→ Task data

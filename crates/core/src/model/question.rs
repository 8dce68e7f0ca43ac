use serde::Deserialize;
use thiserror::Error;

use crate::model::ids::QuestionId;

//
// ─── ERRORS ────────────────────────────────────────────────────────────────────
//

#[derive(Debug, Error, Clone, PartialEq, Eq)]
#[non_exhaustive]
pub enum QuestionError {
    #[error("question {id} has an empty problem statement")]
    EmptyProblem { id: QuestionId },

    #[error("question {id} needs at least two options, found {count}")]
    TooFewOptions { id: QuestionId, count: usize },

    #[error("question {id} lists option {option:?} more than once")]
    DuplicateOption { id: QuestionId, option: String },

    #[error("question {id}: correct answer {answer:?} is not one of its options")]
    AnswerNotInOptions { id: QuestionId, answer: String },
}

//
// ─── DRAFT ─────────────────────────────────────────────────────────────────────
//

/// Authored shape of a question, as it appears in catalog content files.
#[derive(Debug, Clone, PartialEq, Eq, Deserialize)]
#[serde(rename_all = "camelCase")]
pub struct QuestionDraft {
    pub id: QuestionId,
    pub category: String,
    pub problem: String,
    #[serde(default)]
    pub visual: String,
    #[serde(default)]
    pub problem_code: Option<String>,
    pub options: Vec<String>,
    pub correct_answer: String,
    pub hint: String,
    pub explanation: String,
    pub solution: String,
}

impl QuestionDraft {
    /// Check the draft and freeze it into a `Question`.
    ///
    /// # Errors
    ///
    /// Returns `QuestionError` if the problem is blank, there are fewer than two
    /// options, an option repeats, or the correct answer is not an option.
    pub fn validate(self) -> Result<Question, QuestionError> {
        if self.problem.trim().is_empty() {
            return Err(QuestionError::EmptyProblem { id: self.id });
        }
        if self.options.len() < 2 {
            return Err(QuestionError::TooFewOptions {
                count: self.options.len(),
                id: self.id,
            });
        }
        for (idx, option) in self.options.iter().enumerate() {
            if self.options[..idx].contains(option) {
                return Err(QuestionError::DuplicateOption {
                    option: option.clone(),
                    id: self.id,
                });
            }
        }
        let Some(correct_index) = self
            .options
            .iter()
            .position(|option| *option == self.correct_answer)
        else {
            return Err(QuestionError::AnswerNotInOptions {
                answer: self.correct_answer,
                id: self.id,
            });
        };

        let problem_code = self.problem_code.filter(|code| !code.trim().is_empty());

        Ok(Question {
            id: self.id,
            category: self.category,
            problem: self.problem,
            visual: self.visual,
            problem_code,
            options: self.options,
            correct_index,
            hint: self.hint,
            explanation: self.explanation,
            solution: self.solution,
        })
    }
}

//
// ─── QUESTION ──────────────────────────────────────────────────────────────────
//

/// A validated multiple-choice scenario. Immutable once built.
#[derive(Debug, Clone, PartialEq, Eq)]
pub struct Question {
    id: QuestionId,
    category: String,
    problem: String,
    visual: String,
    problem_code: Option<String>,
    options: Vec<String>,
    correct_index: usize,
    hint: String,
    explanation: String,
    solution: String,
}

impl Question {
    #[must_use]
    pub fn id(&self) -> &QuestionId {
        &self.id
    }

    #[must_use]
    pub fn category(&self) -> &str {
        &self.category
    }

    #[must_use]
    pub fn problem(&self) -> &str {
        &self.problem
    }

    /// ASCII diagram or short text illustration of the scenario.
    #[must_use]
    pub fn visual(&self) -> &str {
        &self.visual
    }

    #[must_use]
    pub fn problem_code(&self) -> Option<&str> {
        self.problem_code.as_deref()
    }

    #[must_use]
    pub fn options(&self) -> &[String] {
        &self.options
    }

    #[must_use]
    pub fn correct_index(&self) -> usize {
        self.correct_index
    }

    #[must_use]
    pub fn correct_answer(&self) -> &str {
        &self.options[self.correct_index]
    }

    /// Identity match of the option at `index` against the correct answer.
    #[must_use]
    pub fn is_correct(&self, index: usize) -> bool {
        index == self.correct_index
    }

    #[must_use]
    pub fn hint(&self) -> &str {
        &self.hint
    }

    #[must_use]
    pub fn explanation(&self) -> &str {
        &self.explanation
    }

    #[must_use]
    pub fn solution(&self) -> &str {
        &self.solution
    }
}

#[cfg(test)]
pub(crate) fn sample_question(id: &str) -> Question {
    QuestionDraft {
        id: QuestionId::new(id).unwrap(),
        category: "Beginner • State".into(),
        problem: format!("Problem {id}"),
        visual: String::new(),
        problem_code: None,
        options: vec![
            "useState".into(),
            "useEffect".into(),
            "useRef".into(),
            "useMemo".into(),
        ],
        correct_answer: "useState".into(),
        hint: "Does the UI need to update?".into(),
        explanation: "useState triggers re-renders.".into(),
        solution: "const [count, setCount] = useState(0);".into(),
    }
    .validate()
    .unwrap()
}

---

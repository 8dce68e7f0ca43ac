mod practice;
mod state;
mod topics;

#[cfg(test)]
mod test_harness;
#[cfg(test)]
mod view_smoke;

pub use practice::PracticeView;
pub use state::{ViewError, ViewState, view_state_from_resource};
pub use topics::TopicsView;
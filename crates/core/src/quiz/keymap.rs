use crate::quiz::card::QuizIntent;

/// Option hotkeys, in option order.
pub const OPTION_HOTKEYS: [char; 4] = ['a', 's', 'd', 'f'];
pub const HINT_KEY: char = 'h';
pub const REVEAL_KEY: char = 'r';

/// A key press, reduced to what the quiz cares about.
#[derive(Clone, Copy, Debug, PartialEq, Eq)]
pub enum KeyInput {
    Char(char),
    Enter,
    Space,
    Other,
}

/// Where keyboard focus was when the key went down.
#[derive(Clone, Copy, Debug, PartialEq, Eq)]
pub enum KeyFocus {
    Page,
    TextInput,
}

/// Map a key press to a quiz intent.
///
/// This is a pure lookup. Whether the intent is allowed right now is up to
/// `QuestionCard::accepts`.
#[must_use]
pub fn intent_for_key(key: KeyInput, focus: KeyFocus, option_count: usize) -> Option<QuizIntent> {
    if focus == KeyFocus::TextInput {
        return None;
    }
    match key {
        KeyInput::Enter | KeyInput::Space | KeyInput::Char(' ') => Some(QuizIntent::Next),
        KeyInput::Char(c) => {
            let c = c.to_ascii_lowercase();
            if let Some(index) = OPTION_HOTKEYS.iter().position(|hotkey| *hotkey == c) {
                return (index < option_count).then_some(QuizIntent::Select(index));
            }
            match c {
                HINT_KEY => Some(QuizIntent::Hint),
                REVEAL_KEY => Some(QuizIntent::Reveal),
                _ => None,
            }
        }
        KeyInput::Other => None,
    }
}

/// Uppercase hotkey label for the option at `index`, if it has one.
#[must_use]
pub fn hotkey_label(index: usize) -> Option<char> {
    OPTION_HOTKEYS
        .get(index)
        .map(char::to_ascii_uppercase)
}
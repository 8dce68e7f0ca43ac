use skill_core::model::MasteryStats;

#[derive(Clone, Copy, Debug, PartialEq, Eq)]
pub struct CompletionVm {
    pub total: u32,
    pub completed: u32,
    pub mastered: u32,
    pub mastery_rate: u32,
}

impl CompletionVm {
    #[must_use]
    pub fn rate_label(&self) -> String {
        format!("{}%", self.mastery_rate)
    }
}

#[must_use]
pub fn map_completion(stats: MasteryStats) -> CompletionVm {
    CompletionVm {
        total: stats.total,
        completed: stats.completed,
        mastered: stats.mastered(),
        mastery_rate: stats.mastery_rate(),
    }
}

→ Your goal
Taking the records above, retype every line from the one with "filename crates/core/src/model/question.rs" down to the one with "for (idx, option)", exactly and with nothing else.

→ Exercise result
filename crates/core/src/model/question.rs
repository 8dce68e7f0ca43ac
use serde::Deserialize;
use thiserror::Error;

use crate::model::ids::QuestionId;

//
// ─── ERRORS ────────────────────────────────────────────────────────────────────
//

#[derive(Debug, Error, Clone, PartialEq, Eq)]
#[non_exhaustive]
pub enum QuestionError {
    #[error("question {id} has an empty problem statement")]
    EmptyProblem { id: QuestionId },

    #[error("question {id} needs at least two options, found {count}")]
    TooFewOptions { id: QuestionId, count: usize },

    #[error("question {id} lists option {option:?} more than once")]
    DuplicateOption { id: QuestionId, option: String },

    #[error("question {id}: correct answer {answer:?} is not one of its options")]
    AnswerNotInOptions { id: QuestionId, answer: String },
}

//
// ─── DRAFT ─────────────────────────────────────────────────────────────────────
//

/// Authored shape of a question, as it appears in catalog content files.
#[derive(Debug, Clone, PartialEq, Eq, Deserialize)]
#[serde(rename_all = "camelCase")]
pub struct QuestionDraft {
    pub id: QuestionId,
    pub category: String,
    pub problem: String,
    #[serde(default)]
    pub visual: String,
    #[serde(default)]
    pub problem_code: Option<String>,
    pub options: Vec<String>,
    pub correct_answer: String,
    pub hint: String,
    pub explanation: String,
    pub solution: String,
}

impl QuestionDraft {
    /// Check the draft and freeze it into a `Question`.
    ///
    /// # Errors
    ///
    /// Returns `QuestionError` if the problem is blank, there are fewer than two
    /// options, an option repeats, or the correct answer is not an option.
    pub fn validate(self) -> Result<Question, QuestionError> {
        if self.problem.trim().is_empty() {
            return Err(QuestionError::EmptyProblem { id: self.id });
        }
        if self.options.len() < 2 {
            return Err(QuestionError::TooFewOptions {
                count: self.options.len(),
                id: self.id,
            });
        }
        for (idx, option) in self.options.iter().enumerate() {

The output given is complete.